-- Exercise description --
Examine the records below. Report how many of their lines contain the word "merged", with no other content.

──────

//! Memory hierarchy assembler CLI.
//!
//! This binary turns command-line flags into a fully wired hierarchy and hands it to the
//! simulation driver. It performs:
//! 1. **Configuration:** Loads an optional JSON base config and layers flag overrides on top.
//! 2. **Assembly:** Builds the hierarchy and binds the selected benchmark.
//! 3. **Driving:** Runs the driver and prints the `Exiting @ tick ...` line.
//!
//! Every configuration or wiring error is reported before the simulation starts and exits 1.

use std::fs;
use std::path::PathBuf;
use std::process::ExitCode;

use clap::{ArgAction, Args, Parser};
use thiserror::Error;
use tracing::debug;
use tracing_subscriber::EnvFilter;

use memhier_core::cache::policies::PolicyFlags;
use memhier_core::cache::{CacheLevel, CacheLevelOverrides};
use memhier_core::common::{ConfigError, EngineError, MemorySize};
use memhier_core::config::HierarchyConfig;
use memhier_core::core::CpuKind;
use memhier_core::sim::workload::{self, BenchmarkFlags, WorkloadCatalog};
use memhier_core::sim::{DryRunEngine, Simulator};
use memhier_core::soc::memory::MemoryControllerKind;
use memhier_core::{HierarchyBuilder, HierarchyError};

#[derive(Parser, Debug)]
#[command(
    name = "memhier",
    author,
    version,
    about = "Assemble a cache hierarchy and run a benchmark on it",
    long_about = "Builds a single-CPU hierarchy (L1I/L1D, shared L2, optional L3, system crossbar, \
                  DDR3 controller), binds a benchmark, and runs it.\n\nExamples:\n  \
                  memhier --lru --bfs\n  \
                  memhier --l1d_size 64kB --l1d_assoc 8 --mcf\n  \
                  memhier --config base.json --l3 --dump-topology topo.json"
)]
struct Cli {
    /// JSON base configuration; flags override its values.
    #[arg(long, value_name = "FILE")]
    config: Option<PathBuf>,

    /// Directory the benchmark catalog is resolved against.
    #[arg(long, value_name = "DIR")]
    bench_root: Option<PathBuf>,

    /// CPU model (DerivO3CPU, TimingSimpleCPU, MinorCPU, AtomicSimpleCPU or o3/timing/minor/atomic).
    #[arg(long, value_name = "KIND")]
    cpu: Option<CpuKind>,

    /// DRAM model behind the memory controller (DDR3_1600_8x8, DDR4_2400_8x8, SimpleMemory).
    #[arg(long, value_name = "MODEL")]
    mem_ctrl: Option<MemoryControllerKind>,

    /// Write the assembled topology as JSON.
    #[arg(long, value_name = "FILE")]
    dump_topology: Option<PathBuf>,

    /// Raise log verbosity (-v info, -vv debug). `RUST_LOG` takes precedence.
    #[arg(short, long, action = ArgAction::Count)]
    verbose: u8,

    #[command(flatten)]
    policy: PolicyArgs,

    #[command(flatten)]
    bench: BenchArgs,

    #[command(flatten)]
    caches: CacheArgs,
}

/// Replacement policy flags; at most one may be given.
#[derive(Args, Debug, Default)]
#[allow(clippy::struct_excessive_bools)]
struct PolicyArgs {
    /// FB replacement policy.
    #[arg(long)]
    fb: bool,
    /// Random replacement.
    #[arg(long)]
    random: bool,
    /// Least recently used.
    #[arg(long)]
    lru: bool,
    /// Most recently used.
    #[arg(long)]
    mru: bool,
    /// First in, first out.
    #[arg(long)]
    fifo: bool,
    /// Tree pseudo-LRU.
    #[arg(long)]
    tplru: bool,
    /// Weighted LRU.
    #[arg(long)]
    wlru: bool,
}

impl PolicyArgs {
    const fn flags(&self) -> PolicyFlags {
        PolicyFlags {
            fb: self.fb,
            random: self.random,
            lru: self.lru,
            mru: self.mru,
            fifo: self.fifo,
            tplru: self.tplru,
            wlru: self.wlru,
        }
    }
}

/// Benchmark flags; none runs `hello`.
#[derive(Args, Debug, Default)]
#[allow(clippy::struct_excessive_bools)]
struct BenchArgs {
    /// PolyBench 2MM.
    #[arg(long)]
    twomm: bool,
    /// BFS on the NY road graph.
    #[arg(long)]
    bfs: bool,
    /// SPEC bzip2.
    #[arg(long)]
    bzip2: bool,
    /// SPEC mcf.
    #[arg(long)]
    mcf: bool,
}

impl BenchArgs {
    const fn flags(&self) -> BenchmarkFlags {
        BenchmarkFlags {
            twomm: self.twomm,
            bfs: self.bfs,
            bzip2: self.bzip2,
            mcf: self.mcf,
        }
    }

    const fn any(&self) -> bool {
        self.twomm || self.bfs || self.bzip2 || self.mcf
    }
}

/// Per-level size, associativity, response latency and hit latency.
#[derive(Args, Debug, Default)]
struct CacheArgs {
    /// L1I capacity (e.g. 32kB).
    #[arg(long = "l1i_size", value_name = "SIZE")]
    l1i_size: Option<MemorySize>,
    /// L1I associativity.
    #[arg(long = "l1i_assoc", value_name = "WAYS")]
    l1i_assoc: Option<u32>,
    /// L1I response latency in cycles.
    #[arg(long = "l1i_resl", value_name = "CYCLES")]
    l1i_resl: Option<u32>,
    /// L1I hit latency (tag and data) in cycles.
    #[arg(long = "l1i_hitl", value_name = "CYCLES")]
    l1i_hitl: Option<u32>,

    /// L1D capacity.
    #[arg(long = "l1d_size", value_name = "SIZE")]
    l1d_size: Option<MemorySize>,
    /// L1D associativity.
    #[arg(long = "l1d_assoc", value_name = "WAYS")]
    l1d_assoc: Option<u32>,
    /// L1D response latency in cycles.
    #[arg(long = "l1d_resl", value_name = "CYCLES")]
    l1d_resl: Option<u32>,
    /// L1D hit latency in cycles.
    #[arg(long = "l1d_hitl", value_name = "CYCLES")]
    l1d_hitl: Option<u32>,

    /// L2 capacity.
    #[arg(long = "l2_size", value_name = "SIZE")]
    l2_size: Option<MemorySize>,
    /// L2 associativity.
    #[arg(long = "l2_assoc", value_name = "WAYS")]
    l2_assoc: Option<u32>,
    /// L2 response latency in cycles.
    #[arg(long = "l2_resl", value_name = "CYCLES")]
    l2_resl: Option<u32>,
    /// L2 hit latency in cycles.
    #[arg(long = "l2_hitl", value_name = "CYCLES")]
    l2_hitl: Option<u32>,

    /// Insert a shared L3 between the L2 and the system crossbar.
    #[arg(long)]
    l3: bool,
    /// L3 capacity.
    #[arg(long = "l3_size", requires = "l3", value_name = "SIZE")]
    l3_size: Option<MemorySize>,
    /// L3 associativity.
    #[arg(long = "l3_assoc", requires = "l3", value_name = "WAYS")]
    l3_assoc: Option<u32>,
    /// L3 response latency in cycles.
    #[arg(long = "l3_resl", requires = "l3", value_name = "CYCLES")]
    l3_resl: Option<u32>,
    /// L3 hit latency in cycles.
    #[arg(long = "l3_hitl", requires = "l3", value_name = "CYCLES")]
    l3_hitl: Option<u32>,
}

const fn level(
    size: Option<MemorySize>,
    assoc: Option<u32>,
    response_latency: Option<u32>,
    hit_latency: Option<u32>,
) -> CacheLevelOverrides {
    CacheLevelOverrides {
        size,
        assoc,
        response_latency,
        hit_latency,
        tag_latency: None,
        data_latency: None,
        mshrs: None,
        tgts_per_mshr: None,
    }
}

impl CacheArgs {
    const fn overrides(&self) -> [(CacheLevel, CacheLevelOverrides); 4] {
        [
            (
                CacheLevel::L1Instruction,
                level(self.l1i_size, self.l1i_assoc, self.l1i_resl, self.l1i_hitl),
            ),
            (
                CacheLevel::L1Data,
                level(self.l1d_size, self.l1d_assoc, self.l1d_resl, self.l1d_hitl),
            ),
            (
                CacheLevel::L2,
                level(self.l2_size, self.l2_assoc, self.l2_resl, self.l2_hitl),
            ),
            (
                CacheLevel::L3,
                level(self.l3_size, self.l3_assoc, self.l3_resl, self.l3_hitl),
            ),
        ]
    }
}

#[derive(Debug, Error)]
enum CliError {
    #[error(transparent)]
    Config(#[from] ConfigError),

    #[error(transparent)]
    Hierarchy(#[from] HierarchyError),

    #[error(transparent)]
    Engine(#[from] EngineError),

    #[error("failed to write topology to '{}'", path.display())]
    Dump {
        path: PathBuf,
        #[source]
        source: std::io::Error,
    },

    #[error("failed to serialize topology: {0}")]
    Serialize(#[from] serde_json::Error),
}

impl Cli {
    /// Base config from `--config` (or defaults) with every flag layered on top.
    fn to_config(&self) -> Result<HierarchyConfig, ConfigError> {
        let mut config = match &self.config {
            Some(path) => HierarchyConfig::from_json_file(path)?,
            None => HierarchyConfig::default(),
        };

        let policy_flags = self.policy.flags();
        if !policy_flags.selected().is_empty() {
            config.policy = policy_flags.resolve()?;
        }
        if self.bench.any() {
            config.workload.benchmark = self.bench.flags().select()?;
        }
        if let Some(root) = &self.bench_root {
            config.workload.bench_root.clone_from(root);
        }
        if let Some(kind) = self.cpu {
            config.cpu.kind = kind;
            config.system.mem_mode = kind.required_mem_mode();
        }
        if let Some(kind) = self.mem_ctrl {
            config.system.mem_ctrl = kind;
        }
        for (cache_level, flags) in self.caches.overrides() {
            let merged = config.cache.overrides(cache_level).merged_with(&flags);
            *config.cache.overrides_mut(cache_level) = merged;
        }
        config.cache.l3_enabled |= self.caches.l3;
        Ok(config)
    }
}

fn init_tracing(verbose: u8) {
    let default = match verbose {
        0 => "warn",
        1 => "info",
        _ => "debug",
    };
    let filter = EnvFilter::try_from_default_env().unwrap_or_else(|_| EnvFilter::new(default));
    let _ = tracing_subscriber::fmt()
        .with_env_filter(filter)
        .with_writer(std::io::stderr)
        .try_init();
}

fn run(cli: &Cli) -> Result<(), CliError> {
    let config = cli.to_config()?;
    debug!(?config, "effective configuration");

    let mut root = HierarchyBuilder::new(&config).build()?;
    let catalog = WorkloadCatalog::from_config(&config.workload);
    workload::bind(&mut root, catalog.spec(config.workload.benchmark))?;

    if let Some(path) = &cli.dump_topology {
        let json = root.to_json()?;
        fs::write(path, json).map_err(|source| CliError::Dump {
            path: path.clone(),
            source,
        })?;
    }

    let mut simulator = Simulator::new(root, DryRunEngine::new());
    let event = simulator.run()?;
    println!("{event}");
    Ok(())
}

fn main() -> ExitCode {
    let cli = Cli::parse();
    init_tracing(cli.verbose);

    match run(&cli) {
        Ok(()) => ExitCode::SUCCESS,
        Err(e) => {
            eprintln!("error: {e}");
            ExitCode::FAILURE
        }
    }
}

──────

-- Problem solution --
2